In Roller Coaster è lampante l’ispirazione Sabbathiana: Fanno infatti da protagonisti i riff  “alla Iommi”, ammorbiditi però da un tappeto tastieristico –che rimanda addirittura ai Doors– e dal rincorrersi e contrapporsi delle due voci, soprattutto da quella femminile.
Anche Let Spirits Ride è ancorata al sound dei Black Sabbath, questa volta però a quelli più selvaggi di Paranoid, difatti la sezione ritmica è dirompete e non da attimi di tregua, mentre ricompare il sintetizzatore a conferire un sapore psichedelico. Con Buried By the Blues si ritorna ad un folk, che rimanda però ai Pink Floyd di Animals, e che scorre via abbastanza anonimo per giungere così a The Way to Gone, altro episodio folk caratterizzato però dalla presenza di una ruvida chitarra che irrompe durante i chours rendendo il pezzo “acido”. Ancora il binomio Deep Purple–Black Sabbath per la successiva Wilderness Heart: Forse l’esempio principe dell’incapacità della band di liberarsi dai clichè risultando così più che mai derivativa. Il duo finale The Space of Your Mind e Sadie non riesce di certo a risollevare la qualità dell’album; si ritrovano nuovamente elementi Pink Floydiani che vanno a costituire dei momenti psychich-folk  caratterizzati da un piglio malinconico e nostalgico entrambi però, senza lode ne infamia.

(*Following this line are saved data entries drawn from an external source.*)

//! Parsing of type expressions and type declarations.
//!
//! Supports:
//! - Type expressions: `String`, `String[]`, `List<String>` (generic arguments of a
//!   concrete type are erased to its raw name), and type variables of the
//!   declaration being parsed.
//! - Declarations: `class Long extends Number implements Comparable<Long>`,
//!   `interface BinaryOperator<T> extends BiFunction<T, T, T>`.

use std::sync::Arc;

use crate::descriptor::TypeDescriptor;
use crate::registry::{DeclKind, ParentRef, TypeDecl, TypeRef};

/// A type expression or declaration that could not be parsed.
#[derive(Debug, Clone, PartialEq, Eq, thiserror::Error)]
#[error("invalid type expression `{input}`: {message}")]
pub struct TypeParseError {
    pub input: String,
    pub message: String,
}

impl TypeParseError {
    fn new(input: &str, message: impl Into<String>) -> Self {
        Self {
            input: input.to_string(),
            message: message.into(),
        }
    }
}

/// Parse a concrete type expression into a descriptor.
///
/// ```
/// use opchain_types::type_parsing::parse_descriptor;
///
/// let ty = parse_descriptor("List<String>[]").unwrap();
/// assert_eq!(ty.to_string(), "List[]");
/// ```
pub fn parse_descriptor(expr: &str) -> Result<TypeDescriptor, TypeParseError> {
    match parse_type_ref(expr, &[])? {
        TypeRef::Concrete(descriptor) => Ok(descriptor),
        TypeRef::Var(name) => Err(TypeParseError::new(
            expr,
            format!("`{name}` is a type variable"),
        )),
    }
}

/// Parse a type expression in the scope of the given type parameters.
pub fn parse_type_ref(expr: &str, params: &[Arc<str>]) -> Result<TypeRef, TypeParseError> {
    let trimmed = expr.trim();
    let mut base = trimmed;
    let mut depth: u8 = 0;
    while let Some(stripped) = base.strip_suffix("[]") {
        base = stripped.trim_end();
        depth = depth
            .checked_add(1)
            .ok_or_else(|| TypeParseError::new(expr, "too many array dimensions"))?;
    }

    let (name, args) = split_generic(base).map_err(|message| TypeParseError::new(expr, message))?;
    validate_identifier(name).map_err(|message| TypeParseError::new(expr, message))?;

    if let Some(param) = params.iter().find(|param| &***param == name) {
        if args.is_some() {
            return Err(TypeParseError::new(
                expr,
                "type variables cannot take arguments",
            ));
        }
        if depth > 0 {
            return Err(TypeParseError::new(
                expr,
                "arrays of type variables are not supported",
            ));
        }
        return Ok(TypeRef::Var(param.clone()));
    }

    // Arguments of a concrete type only need to be well formed; they are erased.
    if let Some(args) = args {
        for arg in split_type_params(args) {
            parse_type_ref(arg, params)?;
        }
    }

    let mut descriptor = TypeDescriptor::named(name);
    for _ in 0..depth {
        descriptor = descriptor.array_of();
    }
    Ok(TypeRef::Concrete(descriptor))
}

/// Parse a full type declaration.
///
/// Grammar: `(class|interface) Name[<P, ...>] [extends Parent<...>[, ...]] [implements I<...>[, ...]]`.
/// A class has at most one superclass; an interface lists its super-interfaces under
/// `extends` and may not use `implements`.
pub fn parse_declaration(source: &str) -> Result<TypeDecl, TypeParseError> {
    let trimmed = source.trim();
    let (kind, rest) = if let Some(rest) = trimmed.strip_prefix("class ") {
        (DeclKind::Class, rest)
    } else if let Some(rest) = trimmed.strip_prefix("interface ") {
        (DeclKind::Interface, rest)
    } else {
        return Err(TypeParseError::new(
            source,
            "declaration must start with `class` or `interface`",
        ));
    };

    let extends_at = rest.find(" extends ");
    let implements_at = rest.find(" implements ");
    if let (Some(extends), Some(implements)) = (extends_at, implements_at) {
        if implements < extends {
            return Err(TypeParseError::new(
                source,
                "`extends` must come before `implements`",
            ));
        }
    }

    let header_end = [extends_at, implements_at]
        .into_iter()
        .flatten()
        .min()
        .unwrap_or(rest.len());
    let header = rest[..header_end].trim();
    let extends_part = extends_at.map(|start| {
        let end = implements_at.unwrap_or(rest.len());
        &rest[start + " extends ".len()..end]
    });
    let implements_part = implements_at.map(|start| &rest[start + " implements ".len()..]);

    let (name, param_list) =
        split_generic(header).map_err(|message| TypeParseError::new(source, message))?;
    validate_identifier(name).map_err(|message| TypeParseError::new(source, message))?;

    let mut params: Vec<Arc<str>> = Vec::new();
    if let Some(list) = param_list {
        for param in split_type_params(list) {
            validate_identifier(param).map_err(|message| TypeParseError::new(source, message))?;
            if params.iter().any(|existing| &**existing == param) {
                return Err(TypeParseError::new(
                    source,
                    format!("duplicate type parameter `{param}`"),
                ));
            }
            params.push(Arc::from(param));
        }
        if params.is_empty() {
            return Err(TypeParseError::new(source, "empty type parameter list"));
        }
    }

    let extends = match extends_part {
        Some(part) => parse_parent_list(source, part, &params)?,
        None => Vec::new(),
    };
    let implements = match implements_part {
        Some(part) => parse_parent_list(source, part, &params)?,
        None => Vec::new(),
    };

    let (superclass, interfaces) = match kind {
        DeclKind::Class => {
            if extends.len() > 1 {
                return Err(TypeParseError::new(
                    source,
                    "a class can extend at most one superclass",
                ));
            }
            (extends.into_iter().next(), implements)
        }
        DeclKind::Interface => {
            if !implements.is_empty() {
                return Err(TypeParseError::new(
                    source,
                    "an interface extends other interfaces; `implements` is not allowed",
                ));
            }
            (None, extends)
        }
    };

    Ok(TypeDecl {
        kind,
        descriptor: TypeDescriptor::named(name),
        params,
        superclass,
        interfaces,
    })
}

fn parse_parent_list(
    source: &str,
    part: &str,
    params: &[Arc<str>],
) -> Result<Vec<ParentRef>, TypeParseError> {
    let entries = split_type_params(part);
    if entries.is_empty() {
        return Err(TypeParseError::new(source, "empty parent list"));
    }
    entries
        .into_iter()
        .map(|entry| parse_parent(source, entry, params))
        .collect()
}

fn parse_parent(source: &str, entry: &str, params: &[Arc<str>]) -> Result<ParentRef, TypeParseError> {
    let (name, args) = split_generic(entry).map_err(|message| TypeParseError::new(source, message))?;
    validate_identifier(name).map_err(|message| TypeParseError::new(source, message))?;
    if params.iter().any(|param| &**param == name) {
        return Err(TypeParseError::new(
            source,
            format!("cannot inherit from type variable `{name}`"),
        ));
    }
    let args = match args {
        Some(list) => split_type_params(list)
            .into_iter()
            .map(|arg| parse_type_ref(arg, params))
            .collect::<Result<Vec<_>, _>>()?,
        None => Vec::new(),
    };
    Ok(ParentRef {
        target: TypeDescriptor::named(name),
        args,
    })
}

/// Split `Name<args>` into `("Name", Some("args"))`.
fn split_generic(expr: &str) -> Result<(&str, Option<&str>), String> {
    let expr = expr.trim();
    let Some(open) = expr.find('<') else {
        if expr.contains('>') {
            return Err("unbalanced `>`".to_string());
        }
        return Ok((expr, None));
    };
    let inner = expr[open + 1..]
        .strip_suffix('>')
        .ok_or_else(|| "generic arguments must end with `>`".to_string())?;

    let mut depth = 0i32;
    for c in inner.chars() {
        match c {
            '<' => depth += 1,
            '>' => {
                depth -= 1;
                if depth < 0 {
                    return Err("unbalanced `>`".to_string());
                }
            }
            _ => {}
        }
    }
    if depth != 0 {
        return Err("unbalanced `<`".to_string());
    }
    Ok((expr[..open].trim(), Some(inner)))
}

fn validate_identifier(name: &str) -> Result<(), String> {
    let mut chars = name.chars();
    match chars.next() {
        Some(first) if first.is_ascii_alphabetic() || first == '_' => {}
        Some(_) => return Err(format!("`{name}` is not a valid type name")),
        None => return Err("missing type name".to_string()),
    }
    if chars.all(|c| c.is_ascii_alphanumeric() || matches!(c, '_' | '.' | '$')) {
        Ok(())
    } else {
        Err(format!("`{name}` is not a valid type name"))
    }
}

/// Split type parameters respecting nested angle brackets.
///
/// Given "A, B<C, D>, E", returns ["A", "B<C, D>", "E"] by tracking bracket depth.
pub fn split_type_params(s: &str) -> Vec<&str> {
    let mut result = Vec::new();
    let mut depth = 0;
    let mut start = 0;

    for (i, c) in s.char_indices() {
        match c {
            '<' => depth += 1,
            '>' => depth -= 1,
            ',' if depth == 0 => {
                result.push(s[start..i].trim());
                start = i + 1;
            }
            _ => {}
        }
    }

    let last = s[start..].trim();
    if !last.is_empty() {
        result.push(last);
    }

    result
}

#[cfg(test)]
mod tests {
    use super::*;

    #[test]
    fn test_parse_descriptor_arrays_and_erasure() {
        assert_eq!(parse_descriptor("String").unwrap(), TypeDescriptor::named("String"));
        assert_eq!(
            parse_descriptor(" Long[][] ").unwrap(),
            TypeDescriptor::named("Long").array_of().array_of()
        );
        assert_eq!(
            parse_descriptor("Map<String, List<Long>>").unwrap(),
            TypeDescriptor::named("Map")
        );
    }

    #[test]
    fn test_parse_descriptor_rejects_garbage() {
        assert!(parse_descriptor("").is_err());
        assert!(parse_descriptor("9Lives").is_err());
        assert!(parse_descriptor("List<String").is_err());
        assert!(parse_descriptor("List>").is_err());
        assert!(parse_descriptor("has space").is_err());
    }

    #[test]
    fn test_type_variables_resolve_in_scope() {
        let params: Vec<Arc<str>> = vec![Arc::from("T")];
        assert_eq!(parse_type_ref("T", &params).unwrap(), TypeRef::Var(Arc::from("T")));
        assert!(parse_type_ref("T[]", &params).is_err());
        assert!(matches!(
            parse_type_ref("List<T>", &params).unwrap(),
            TypeRef::Concrete(ref d) if d.name() == "List"
        ));
    }

    #[test]
    fn test_parse_class_declaration() {
        let decl = parse_declaration("class Long extends Number implements Comparable<Long>").unwrap();
        assert_eq!(decl.kind, DeclKind::Class);
        assert_eq!(decl.descriptor.name(), "Long");
        assert!(decl.params.is_empty());
        assert_eq!(decl.superclass.as_ref().unwrap().target.name(), "Number");
        assert_eq!(decl.interfaces.len(), 1);
        assert_eq!(
            decl.interfaces[0].args,
            vec![TypeRef::Concrete(TypeDescriptor::named("Long"))]
        );
    }

    #[test]
    fn test_parse_generic_interface_declaration() {
        let decl = parse_declaration("interface BinaryOperator<T> extends BiFunction<T, T, T>").unwrap();
        assert_eq!(decl.kind, DeclKind::Interface);
        assert_eq!(decl.params, vec![Arc::<str>::from("T")]);
        assert!(decl.superclass.is_none());
        assert_eq!(decl.interfaces[0].target.name(), "BiFunction");
        assert_eq!(decl.interfaces[0].args.len(), 3);
    }

    #[test]
    fn test_parse_declaration_errors() {
        assert!(parse_declaration("struct Foo").is_err());
        assert!(parse_declaration("class Foo extends A, B").is_err());
        assert!(parse_declaration("interface Foo implements Bar").is_err());
        assert!(parse_declaration("class Foo<T, T>").is_err());
        assert!(parse_declaration("class Foo<T> extends T").is_err());
        assert!(parse_declaration("class Foo implements A extends B").is_err());
    }

    #[test]
    fn test_split_type_params() {
        let params = split_type_params("Long, Map<String, Long>, Boolean");
        assert_eq!(params, vec!["Long", "Map<String, Long>", "Boolean"]);
        assert!(split_type_params("  ").is_empty());
    }
}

In definitiva, questo Wilderness Heart deluderà tutti coloro avevano riposto speranze nei Black Mountain auspicandosi da parte loro una maturazione che li avrebbe portati a liberarsi dalle varie “contaminatio” che pervadevano le precedenti uscite. Non deluderà invece chi, senza particolari pretese e magari con un pizzico di nostalgia, cerca la semplice riproposizione di un passato glorioso in salsa moderna.